Scan the records for "Name" and copy each line that contains it.

[SUPPLIED RECORDS Boundary: Start]

#[cfg(test)]
mod tests {
    use super::*;
    use lopdf::dictionary;

    fn doc_with_image(dict: Dictionary, content: Vec<u8>) -> (Document, ObjectId) {
        let mut doc = Document::with_version("1.5");
        let id = doc.add_object(Stream::new(dict, content));
        (doc, id)
    }

    fn image_dict() -> Dictionary {
        dictionary! {
            "Type" => "XObject",
            "Subtype" => "Image",
            "Width" => 2,
            "Height" => 1,
            "BitsPerComponent" => 8,
            "ColorSpace" => "DeviceRGB",
        }
    }

    #[test]
    fn test_extract_unfiltered_rgb() {
        let (doc, id) = doc_with_image(image_dict(), vec![1, 2, 3, 4, 5, 6]);
        let raw = extract_image(&doc, id).unwrap();
        assert_eq!((raw.width, raw.height), (2, 1));
        match raw.data {
            ImageData::Pixels { color, bytes } => {
                assert_eq!(color, ColorSpec::Device(DeviceColor::Rgb));
                assert_eq!(bytes, vec![1, 2, 3, 4, 5, 6]);
            }
            ImageData::Jpeg(_) => panic!("expected raw pixels"),
        }
    }

    #[test]
    fn test_extract_jpeg_keeps_bytes() {
        let mut dict = image_dict();
        dict.set("Filter", "DCTDecode");
        let (doc, id) = doc_with_image(dict, b"jpeg bytes".to_vec());
        let raw = extract_image(&doc, id).unwrap();
        assert!(matches!(raw.data, ImageData::Jpeg(ref bytes) if bytes == b"jpeg bytes"));
    }

    #[test]
    fn test_extract_rejects_stencil_mask() {
        let mut dict = image_dict();
        dict.set("ImageMask", true);
        let (doc, id) = doc_with_image(dict, vec![0]);
        assert!(matches!(extract_image(&doc, id), Err(ImageError::Decode(_))));
    }

    #[test]
    fn test_extract_rejects_unsupported_filter() {
        let mut dict = image_dict();
        dict.set("Filter", "JBIG2Decode");
        let (doc, id) = doc_with_image(dict, vec![0]);
        assert_eq!(
            extract_image(&doc, id).unwrap_err(),
            ImageError::UnsupportedFilter("JBIG2Decode".to_string())
        );
    }

    #[test]
    fn test_extract_rejects_low_bit_depth() {
        let mut dict = image_dict();
        dict.set("BitsPerComponent", 1);
        let (doc, id) = doc_with_image(dict, vec![0]);
        assert_eq!(
            extract_image(&doc, id).unwrap_err(),
            ImageError::UnsupportedBitDepth(1)
        );
    }

    #[test]
    fn test_extract_indexed_with_string_palette() {
        let mut dict = image_dict();
        dict.set(
            "ColorSpace",
            vec![
                Object::Name(b"Indexed".to_vec()),
                Object::Name(b"DeviceRGB".to_vec()),
                1.into(),
                Object::string_literal(vec![255u8, 0, 0, 0, 255, 0]),
            ],
        );
        let (doc, id) = doc_with_image(dict, vec![0, 1]);
        let raw = extract_image(&doc, id).unwrap();
        match raw.data {
            ImageData::Pixels {
                color: ColorSpec::Indexed { base, palette },
                ..
            } => {
                assert_eq!(base, DeviceColor::Rgb);
                assert_eq!(palette, vec![255, 0, 0, 0, 255, 0]);
            }
            other => panic!("unexpected image data: {:?}", other),
        }
    }

    #[test]
    fn test_extract_icc_based_uses_component_count() {
        let mut doc = Document::with_version("1.5");
        let profile = doc.add_object(Stream::new(dictionary! { "N" => 1 }, vec![]));
        let mut dict = image_dict();
        dict.set(
            "ColorSpace",
            vec![Object::Name(b"ICCBased".to_vec()), profile.into()],
        );
        let id = doc.add_object(Stream::new(dict, vec![9, 9]));
        match extract_image(&doc, id).unwrap().data {
            ImageData::Pixels { color, .. } => {
                assert_eq!(color, ColorSpec::Device(DeviceColor::Gray))
            }
            ImageData::Jpeg(_) => panic!("expected raw pixels"),
        }
    }

    #[test]
    fn test_extract_applies_inverting_decode() {
        let mut dict = image_dict();
        dict.set("ColorSpace", "DeviceGray");
        dict.set("Decode", vec![1.into(), 0.into()]);
        let (doc, id) = doc_with_image(dict, vec![0, 255]);
        match extract_image(&doc, id).unwrap().data {
            ImageData::Pixels { bytes, .. } => assert_eq!(bytes, vec![255, 0]),
            ImageData::Jpeg(_) => panic!("expected raw pixels"),
        }
    }

    #[test]
    fn test_extract_applies_decode_per_component() {
        let mut dict = image_dict();
        dict.set(
            "Decode",
            vec![
                0.into(),
                1.into(),
                1.into(),
                0.into(),
                Object::Real(0.0),
                Object::Real(0.5),
            ],
        );
        let (doc, id) = doc_with_image(dict, vec![10, 10, 255, 200, 0, 0]);
        match extract_image(&doc, id).unwrap().data {
            ImageData::Pixels { bytes, .. } => assert_eq!(bytes, vec![10, 245, 128, 200, 255, 0]),
            ImageData::Jpeg(_) => panic!("expected raw pixels"),
        }
    }

    #[test]
    fn test_extract_default_decode_is_a_no_op() {
        let mut dict = image_dict();
        dict.set(
            "Decode",
            vec![0.into(), 1.into(), 0.into(), 1.into(), 0.into(), 1.into()],
        );
        let (doc, id) = doc_with_image(dict, vec![1, 2, 3, 4, 5, 6]);
        match extract_image(&doc, id).unwrap().data {
            ImageData::Pixels { bytes, .. } => assert_eq!(bytes, vec![1, 2, 3, 4, 5, 6]),
            ImageData::Jpeg(_) => panic!("expected raw pixels"),
        }
    }

    #[test]
    fn test_extract_rejects_remapped_jpeg() {
        let mut dict = image_dict();
        dict.set("Filter", "DCTDecode");
        dict.set(
            "Decode",
            vec![1.into(), 0.into(), 1.into(), 0.into(), 1.into(), 0.into()],
        );
        let (doc, id) = doc_with_image(dict, b"jpeg bytes".to_vec());
        assert!(matches!(
            extract_image(&doc, id),
            Err(ImageError::UnsupportedDecode(_))
        ));
    }

    #[test]
    fn test_extract_rejects_decode_of_wrong_length() {
        let mut dict = image_dict();
        dict.set("Decode", vec![1.into(), 0.into()]);
        let (doc, id) = doc_with_image(dict, vec![0; 6]);
        assert!(matches!(
            extract_image(&doc, id),
            Err(ImageError::UnsupportedDecode(_))
        ));
    }

    #[test]
    fn test_extract_rejects_color_key_mask() {
        let mut dict = image_dict();
        dict.set("ColorSpace", "DeviceGray");
        dict.set("Mask", vec![0.into(), 10.into()]);
        let (doc, id) = doc_with_image(dict, vec![0, 0]);
        assert_eq!(extract_image(&doc, id).unwrap_err(), ImageError::ColorKeyMask);
    }

    #[test]
    fn test_extract_accepts_soft_mask_reference() {
        let mut dict = image_dict();
        dict.set("Mask", Object::Reference((42, 0)));
        let (doc, id) = doc_with_image(dict, vec![0; 6]);
        assert!(extract_image(&doc, id).is_ok());
    }

    #[test]
    fn test_page_resources_are_inherited() {
        let mut doc = Document::with_version("1.5");
        let image = doc.add_object(Stream::new(image_dict(), vec![0; 6]));
        let pages_id = doc.new_object_id();
        let page_id = doc.add_object(dictionary! {
            "Type" => "Page",
            "Parent" => pages_id,
        });
        doc.objects.insert(
            pages_id,
            Object::Dictionary(dictionary! {
                "Type" => "Pages",
                "Kids" => vec![page_id.into()],
                "Count" => 1,
                "Resources" => dictionary! {
                    "XObject" => dictionary! { "Im0" => image },
                },
            }),
        );

        assert_eq!(page_images(&doc, page_id), vec![("Im0".to_string(), image)]);
    }

    #[test]
    fn test_page_images_ignores_form_xobjects() {
        let mut doc = Document::with_version("1.5");
        let form = doc.add_object(Stream::new(
            dictionary! { "Type" => "XObject", "Subtype" => "Form" },
            vec![],
        ));
        let page_id = doc.add_object(dictionary! {
            "Type" => "Page",
            "Resources" => dictionary! {
                "XObject" => dictionary! { "Fm0" => form },
            },
        });
        assert!(page_images(&doc, page_id).is_empty());
    }
}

[SUPPLIED RECORDS Boundary: End]

• **YOUR SOLUTION**
                Object::Name(b"Indexed".to_vec()),
                Object::Name(b"DeviceRGB".to_vec()),
            vec![Object::Name(b"ICCBased".to_vec()), profile.into()],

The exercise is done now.